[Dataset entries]
====

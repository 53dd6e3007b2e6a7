use anyhow::Result;
use serde::{Deserialize, Serialize};
use std::collections::BTreeMap;
use std::path::PathBuf;

use crate::assign::DrawPolicy;
use crate::committee::{CommitteeCode, TallyConfig};
use crate::history::Season;
use crate::scoring::ScoringConfig;

/// Configuration file contents. Every section is optional; missing
/// sections fall back to their defaults.
#[derive(Debug, Clone, Default, Deserialize, Serialize, PartialEq)]
#[serde(deny_unknown_fields)]
pub struct Config {
    /// Committees that never trace
    #[serde(default)]
    pub excluded: Option<Vec<CommitteeCode>>,

    /// Baseline competitor counts for virtual committees
    #[serde(default)]
    pub synthetic_quotas: Option<BTreeMap<CommitteeCode, u32>>,

    #[serde(default)]
    pub scoring: Option<ScoringConfig>,

    #[serde(default)]
    pub draw: Option<DrawPolicy>,

    /// When set, only competitions inside the season feed the statistics
    #[serde(default)]
    pub season: Option<Season>,

    /// History ledger location, `~/` is expanded
    #[serde(default)]
    pub history_path: Option<String>,
}

impl Config {
    pub fn tally_config(&self) -> TallyConfig {
        let defaults = TallyConfig::default();
        TallyConfig {
            excluded: self.excluded.clone().unwrap_or(defaults.excluded),
            synthetic_quotas: self
                .synthetic_quotas
                .clone()
                .unwrap_or(defaults.synthetic_quotas),
        }
    }

    pub fn effective_scoring(&self) -> ScoringConfig {
        self.scoring.clone().unwrap_or_default()
    }

    pub fn draw_policy(&self) -> DrawPolicy {
        self.draw.unwrap_or_default()
    }

    pub fn history_path(&self) -> Result<PathBuf> {
        match self.history_path.as_deref() {
            Some(path) => super::expand_home(path),
            None => crate::history::get_history_path(),
        }
    }
}

#[cfg(test)]
mod tests {
    use super::*;

    #[test]
    fn test_empty_config_uses_defaults() {
        let config: Config = serde_saphyr::from_str("{}").unwrap();
        assert_eq!(config, Config::default());
        assert_eq!(config.tally_config(), TallyConfig::default());
        assert_eq!(config.effective_scoring(), ScoringConfig::default());
        assert_eq!(config.draw_policy(), DrawPolicy::default());
        assert!(config.season.is_none());
    }

    #[test]
    fn test_full_config_parse() {
        let yaml = r#"
excluded: [IF, AU, CA]
synthetic_quotas:
  APEX: 6
  ORS: 15
scoring:
  base_percentage_weight: 2
  occurrence_divider: 3
draw:
  organizer_eligible: false
  exclusive: true
season:
  start: 15/10/2025
  end: 30/04/2026
history_path: /tmp/history.json
"#;
        let config: Config = serde_saphyr::from_str(yaml).unwrap();

        let tally = config.tally_config();
        assert_eq!(tally.excluded.len(), 3);
        assert_eq!(tally.synthetic_quotas.get(&CommitteeCode::Ors), Some(&15));

        let scoring = config.effective_scoring();
        assert_eq!(scoring.base_percentage_weight, 2.0);
        assert_eq!(scoring.occurrence_divider, 3.0);
        assert!(scoring.occurrence_weight_enabled);

        let draw = config.draw_policy();
        assert!(!draw.organizer_eligible);
        assert!(draw.exclusive);

        let season = config.season.unwrap();
        assert_eq!(season.start.to_string(), "2025-10-15");
        assert_eq!(season.end.to_string(), "2026-04-30");

        assert_eq!(
            config.history_path().unwrap(),
            PathBuf::from("/tmp/history.json")
        );
    }

    #[test]
    fn test_partial_draw_section() {
        let yaml = "draw:\n  exclusive: true\n";
        let config: Config = serde_saphyr::from_str(yaml).unwrap();
        let draw = config.draw_policy();
        assert!(draw.organizer_eligible);
        assert!(draw.exclusive);
    }

    #[test]
    fn test_empty_excluded_list_overrides_default() {
        let config: Config = serde_saphyr::from_str("excluded: []\n").unwrap();
        assert!(config.tally_config().excluded.is_empty());
        assert_eq!(
            config.tally_config().synthetic_quotas,
            TallyConfig::default().synthetic_quotas
        );
    }

    #[test]
    fn test_unknown_committee_rejected() {
        let yaml = "excluded: [IF, XYZ]\n";
        assert!(serde_saphyr::from_str::<Config>(yaml).is_err());
    }

    #[test]
    fn test_unknown_section_rejected() {
        let yaml = "scorring: {}\n";
        assert!(serde_saphyr::from_str::<Config>(yaml).is_err());
    }

    #[test]
    fn test_bad_season_date_rejected() {
        let yaml = "season:\n  start: 2025-10-15\n  end: 30/04/2026\n";
        assert!(serde_saphyr::from_str::<Config>(yaml).is_err());
    }
}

====

TRY IT
Please return the data above in full, without altering a single line.

RESULT OF THE EXERCISE
repository 53dd6e3007b2e6a7
use anyhow::Result;
use serde::{Deserialize, Serialize};
use std::collections::BTreeMap;
use std::path::PathBuf;

use crate::assign::DrawPolicy;
use crate::committee::{CommitteeCode, TallyConfig};
use crate::history::Season;
use crate::scoring::ScoringConfig;

/// Configuration file contents. Every section is optional; missing
/// sections fall back to their defaults.
#[derive(Debug, Clone, Default, Deserialize, Serialize, PartialEq)]
#[serde(deny_unknown_fields)]
pub struct Config {
    /// Committees that never trace
    #[serde(default)]
    pub excluded: Option<Vec<CommitteeCode>>,

    /// Baseline competitor counts for virtual committees
    #[serde(default)]
    pub synthetic_quotas: Option<BTreeMap<CommitteeCode, u32>>,

    #[serde(default)]
    pub scoring: Option<ScoringConfig>,

    #[serde(default)]
    pub draw: Option<DrawPolicy>,

    /// When set, only competitions inside the season feed the statistics
    #[serde(default)]
    pub season: Option<Season>,

    /// History ledger location, `~/` is expanded
    #[serde(default)]
    pub history_path: Option<String>,
}

impl Config {
    pub fn tally_config(&self) -> TallyConfig {
        let defaults = TallyConfig::default();
        TallyConfig {
            excluded: self.excluded.clone().unwrap_or(defaults.excluded),
            synthetic_quotas: self
                .synthetic_quotas
                .clone()
                .unwrap_or(defaults.synthetic_quotas),
        }
    }

    pub fn effective_scoring(&self) -> ScoringConfig {
        self.scoring.clone().unwrap_or_default()
    }

    pub fn draw_policy(&self) -> DrawPolicy {
        self.draw.unwrap_or_default()
    }

    pub fn history_path(&self) -> Result<PathBuf> {
        match self.history_path.as_deref() {
            Some(path) => super::expand_home(path),
            None => crate::history::get_history_path(),
        }
    }
}

#[cfg(test)]
mod tests {
    use super::*;

    #[test]
    fn test_empty_config_uses_defaults() {
        let config: Config = serde_saphyr::from_str("{}").unwrap();
        assert_eq!(config, Config::default());
        assert_eq!(config.tally_config(), TallyConfig::default());
        assert_eq!(config.effective_scoring(), ScoringConfig::default());
        assert_eq!(config.draw_policy(), DrawPolicy::default());
        assert!(config.season.is_none());
    }

    #[test]
    fn test_full_config_parse() {
        let yaml = r#"
excluded: [IF, AU, CA]
synthetic_quotas:
  APEX: 6
  ORS: 15
scoring:
  base_percentage_weight: 2
  occurrence_divider: 3
draw:
  organizer_eligible: false
  exclusive: true
season:
  start: 15/10/2025
  end: 30/04/2026
history_path: /tmp/history.json
"#;
        let config: Config = serde_saphyr::from_str(yaml).unwrap();

        let tally = config.tally_config();
        assert_eq!(tally.excluded.len(), 3);
        assert_eq!(tally.synthetic_quotas.get(&CommitteeCode::Ors), Some(&15));

        let scoring = config.effective_scoring();
        assert_eq!(scoring.base_percentage_weight, 2.0);
        assert_eq!(scoring.occurrence_divider, 3.0);
        assert!(scoring.occurrence_weight_enabled);

        let draw = config.draw_policy();
        assert!(!draw.organizer_eligible);
        assert!(draw.exclusive);

        let season = config.season.unwrap();
        assert_eq!(season.start.to_string(), "2025-10-15");
        assert_eq!(season.end.to_string(), "2026-04-30");

        assert_eq!(
            config.history_path().unwrap(),
            PathBuf::from("/tmp/history.json")
        );
    }

    #[test]
    fn test_partial_draw_section() {
        let yaml = "draw:\n  exclusive: true\n";
        let config: Config = serde_saphyr::from_str(yaml).unwrap();
        let draw = config.draw_policy();
        assert!(draw.organizer_eligible);
        assert!(draw.exclusive);
    }

    #[test]
    fn test_empty_excluded_list_overrides_default() {
        let config: Config = serde_saphyr::from_str("excluded: []\n").unwrap();
        assert!(config.tally_config().excluded.is_empty());
        assert_eq!(
            config.tally_config().synthetic_quotas,
            TallyConfig::default().synthetic_quotas
        );
    }

    #[test]
    fn test_unknown_committee_rejected() {
        let yaml = "excluded: [IF, XYZ]\n";
        assert!(serde_saphyr::from_str::<Config>(yaml).is_err());
    }

    #[test]
    fn test_unknown_section_rejected() {
        let yaml = "scorring: {}\n";
        assert!(serde_saphyr::from_str::<Config>(yaml).is_err());
    }

    #[test]
    fn test_bad_season_date_rejected() {
        let yaml = "season:\n  start: 2025-10-15\n  end: 30/04/2026\n";
        assert!(serde_saphyr::from_str::<Config>(yaml).is_err());
    }
}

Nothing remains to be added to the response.